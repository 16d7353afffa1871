//! Defines the JSON endpoints for importing bank statements.
//!
//! Importing is a two-step flow: preview parses the uploaded file and
//! reconciles it against the ledger without writing anything, then commit
//! writes the rows the user kept.

use std::sync::{Arc, Mutex};

use axum::{
    Json,
    extract::{FromRef, Path, State},
    http::StatusCode,
    response::{IntoResponse, Response},
};
use rusqlite::Connection;
use serde::{Deserialize, Serialize};

use crate::{
    AppState, DatabaseID, Error,
    account::get_account,
    import::{
        commit::commit_import,
        csv::{AmountConfig, ColumnMapping, CsvParseConfig, parse_csv},
        ofx::parse_ofx,
        preview::{ImportPreview, preview_import},
        profile::{
            ImportProfileData, find_matching_profile, get_profiles_for_account, upsert_profile,
        },
        statement::{ParsedRow, ParsedStatement},
    },
    transaction::TransactionSource,
};

/// The state needed for the statement import endpoints.
#[derive(Debug, Clone)]
pub struct ImportState {
    /// The database connection for reconciling and writing imports.
    pub db_connection: Arc<Mutex<Connection>>,
}

impl FromRef<AppState> for ImportState {
    fn from_ref(state: &AppState) -> Self {
        Self {
            db_connection: state.db_connection.clone(),
        }
    }
}

/// The request body for previewing a statement file.
#[derive(Debug, Clone, PartialEq, Serialize, Deserialize)]
pub struct PreviewRequest {
    /// The account the statement belongs to.
    pub account_id: DatabaseID,
    /// The uploaded file's name; the extension selects the parser.
    pub file_name: String,
    /// The uploaded file's text content.
    pub file_content: String,
    /// The field delimiter for CSV files.
    #[serde(default = "default_delimiter")]
    pub delimiter: String,
    /// Physical lines to drop before the header row.
    #[serde(default)]
    pub skip_rows: usize,
    /// Whether the first row names the columns.
    #[serde(default = "default_has_header")]
    pub has_header: bool,
    /// An explicit column mapping; overrides any saved profile.
    #[serde(default)]
    pub column_mapping: Option<ColumnMapping>,
    /// An explicit amount configuration.
    #[serde(default)]
    pub amount_config: Option<AmountConfig>,
    /// An explicit strftime date format.
    #[serde(default)]
    pub date_format: Option<String>,
}

fn default_delimiter() -> String {
    ",".to_owned()
}

fn default_has_header() -> bool {
    true
}

/// The response body for a statement preview.
#[derive(Debug, Clone, PartialEq, Serialize, Deserialize)]
pub struct PreviewResponse {
    /// The reconciled rows and counts.
    #[serde(flatten)]
    pub preview: ImportPreview,
    /// The column names found in the file.
    pub headers: Vec<String>,
    /// The signature used to match saved profiles.
    pub header_signature: String,
    /// The date format auto-detection settled on, if any.
    pub detected_date_format: Option<String>,
    /// The column mapping the rows were parsed with.
    pub column_mapping: Option<ColumnMapping>,
    /// The amount configuration the rows were parsed with.
    pub amount_config: Option<AmountConfig>,
    /// The ID of the saved profile that was applied, if any.
    pub matched_profile_id: Option<DatabaseID>,
    /// The name of the saved profile that was applied, if any.
    pub matched_profile_name: Option<String>,
}

/// The request body for committing a previewed statement.
#[derive(Debug, Clone, PartialEq, Serialize, Deserialize)]
pub struct CommitRequest {
    /// The account the statement belongs to.
    pub account_id: DatabaseID,
    /// The batch ID issued by the preview.
    pub batch_id: String,
    /// The rows to import, as returned by the preview.
    pub rows: Vec<ParsedRow>,
    /// Indices of duplicate rows the user chose to import anyway.
    #[serde(default)]
    pub accepted_row_indices: Vec<usize>,
    /// The source to stamp onto the imported transactions.
    pub source: TransactionSource,
}

/// A route handler for parsing a statement file and reconciling it against
/// the ledger.
///
/// Nothing is written; the response carries everything a later commit needs.
pub async fn preview_import_endpoint(
    State(state): State<ImportState>,
    Json(request): Json<PreviewRequest>,
) -> Result<Response, Error> {
    let connection = match state.db_connection.lock() {
        Ok(connection) => connection,
        Err(error) => {
            tracing::error!("could not acquire database lock: {error}");
            return Err(Error::DatabaseLockError);
        }
    };

    get_account(request.account_id, &connection)?;

    let extension = request
        .file_name
        .rsplit_once('.')
        .map(|(_, extension)| extension.to_lowercase())
        .unwrap_or_default();

    let mut matched_profile = None;
    let parsed: ParsedStatement = match extension.as_str() {
        "csv" => {
            let config = CsvParseConfig {
                delimiter: request.delimiter.clone(),
                has_header: request.has_header,
                skip_rows: request.skip_rows,
                column_mapping: request.column_mapping.clone(),
                amount_config: request.amount_config.clone(),
                date_format: request.date_format.clone(),
            };
            let parsed = parse_csv(&request.file_content, &config)?;

            // An explicit mapping from the client always wins over a saved
            // profile.
            if request.column_mapping.is_none() {
                matched_profile =
                    find_matching_profile(request.account_id, &parsed.header_signature, &connection)?;
            }

            match &matched_profile {
                Some(profile) => parse_csv(&request.file_content, &CsvParseConfig::from(profile))?,
                None => parsed,
            }
        }
        "ofx" | "qfx" => parse_ofx(&request.file_content)?,
        _ => {
            return Err(Error::InvalidImportFile(format!(
                "Unsupported file type '{extension}'"
            )));
        }
    };

    let preview = preview_import(request.account_id, &parsed, &connection)?;

    tracing::info!(
        "previewed {} rows for account {}: {} new, {} duplicate, {} errors",
        preview.total_count,
        request.account_id,
        preview.new_count,
        preview.duplicate_count,
        preview.error_count
    );

    let response = PreviewResponse {
        headers: parsed.headers,
        header_signature: parsed.header_signature,
        detected_date_format: parsed.detected_date_format,
        column_mapping: parsed.column_mapping,
        amount_config: parsed.amount_config,
        matched_profile_id: matched_profile.as_ref().map(|profile| profile.id),
        matched_profile_name: matched_profile.map(|profile| profile.name),
        preview,
    };

    Ok(Json(response).into_response())
}

/// A route handler for writing previewed rows into the ledger.
pub async fn commit_import_endpoint(
    State(state): State<ImportState>,
    Json(request): Json<CommitRequest>,
) -> Result<Response, Error> {
    let connection = match state.db_connection.lock() {
        Ok(connection) => connection,
        Err(error) => {
            tracing::error!("could not acquire database lock: {error}");
            return Err(Error::DatabaseLockError);
        }
    };

    get_account(request.account_id, &connection)?;

    let transaction = connection.unchecked_transaction()?;
    let outcome = commit_import(
        request.account_id,
        &request.batch_id,
        &request.rows,
        &request.accepted_row_indices,
        request.source,
        &transaction,
    )?;
    transaction.commit()?;

    tracing::info!(
        "imported {} transactions into account {} ({} skipped as duplicates)",
        outcome.imported_count,
        request.account_id,
        outcome.skipped_count
    );

    Ok(Json(outcome).into_response())
}

/// A route handler for saving an account's import profile.
pub async fn create_import_profile_endpoint(
    State(state): State<ImportState>,
    Json(data): Json<ImportProfileData>,
) -> Result<Response, Error> {
    let connection = match state.db_connection.lock() {
        Ok(connection) => connection,
        Err(error) => {
            tracing::error!("could not acquire database lock: {error}");
            return Err(Error::DatabaseLockError);
        }
    };

    let profile = upsert_profile(data, &connection)?;

    Ok((StatusCode::CREATED, Json(profile)).into_response())
}

/// A route handler for listing an account's saved import profiles.
pub async fn get_import_profiles_endpoint(
    State(state): State<ImportState>,
    Path(account_id): Path<DatabaseID>,
) -> Result<Response, Error> {
    let connection = match state.db_connection.lock() {
        Ok(connection) => connection,
        Err(error) => {
            tracing::error!("could not acquire database lock: {error}");
            return Err(Error::DatabaseLockError);
        }
    };

    let profiles = get_profiles_for_account(account_id, &connection)?;

    Ok(Json(profiles).into_response())
}
use std::{
    fs::OpenOptions,
    net::SocketAddr,
    sync::Arc,
};

use axum::{
    Router,
    extract::{MatchedPath, Request},
};
use axum_server::Handle;
use clap::Parser;
use rusqlite::Connection;
use tower_http::trace::TraceLayer;
use tracing_subscriber::{Layer, filter, layer::SubscriberExt, util::SubscriberInitExt};

use ledgerbook::{AppState, build_router, graceful_shutdown};

/// The REST API server for ledgerbook.
#[derive(Parser, Debug)]
#[command(version, about, long_about = None)]
struct Args {
    /// File path to the ledger book SQLite database.
    #[arg(long)]
    db_path: String,

    /// The port to serve the API from.
    #[arg(short, long, default_value_t = 3000)]
    port: u16,
}

#[tokio::main]
async fn main() {
    setup_logging();

    let args = Args::parse();

    let addr = SocketAddr::from(([127, 0, 0, 1], args.port));

    let connection = Connection::open(&args.db_path).expect("Could not open database file.");
    let app_state =
        AppState::new(connection, &args.db_path).expect("Could not initialize database.");

    let handle = Handle::new();
    tokio::spawn(graceful_shutdown(handle.clone()));

    let router = add_tracing_layer(build_router(app_state));

    tracing::info!("HTTP server listening on {}", addr);
    axum_server::bind(addr)
        .handle(handle)
        .serve(router.into_make_service())
        .await
        .unwrap();
}

fn setup_logging() {
    let stdout_log = tracing_subscriber::fmt::layer().pretty();

    let log_file = OpenOptions::new()
        .create(true)
        .append(true)
        .open("debug.log")
        .expect("Could not create log file");

    let debug_log = tracing_subscriber::fmt::layer()
        .pretty()
        .with_writer(Arc::new(log_file));

    tracing_subscriber::registry()
        .with(
            stdout_log
                .with_filter(filter::LevelFilter::INFO)
                .and_then(debug_log)
                .with_filter(filter::LevelFilter::DEBUG),
        )
        .init();
}

fn add_tracing_layer(router: Router) -> Router {
    let tracing_layer = TraceLayer::new_for_http()
        .make_span_with(|req: &Request| {
            let method = req.method();
            let uri = req.uri();

            let matched_path = req
                .extensions()
                .get::<MatchedPath>()
                .map(|matched_path| matched_path.as_str());

            tracing::debug_span!("request", %method, %uri, matched_path)
        })
        // By default, `TraceLayer` will log 5xx responses but we're doing our specific
        // logging of errors so disable that
        .on_failure(());

    router.layer(tracing_layer)
}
+++
Problem requirements: Using the listing above, list every line in which the string "applied" occurs.

Response to this exercise:
    /// The ID of the saved profile that was applied, if any.
    /// The name of the saved profile that was applied, if any.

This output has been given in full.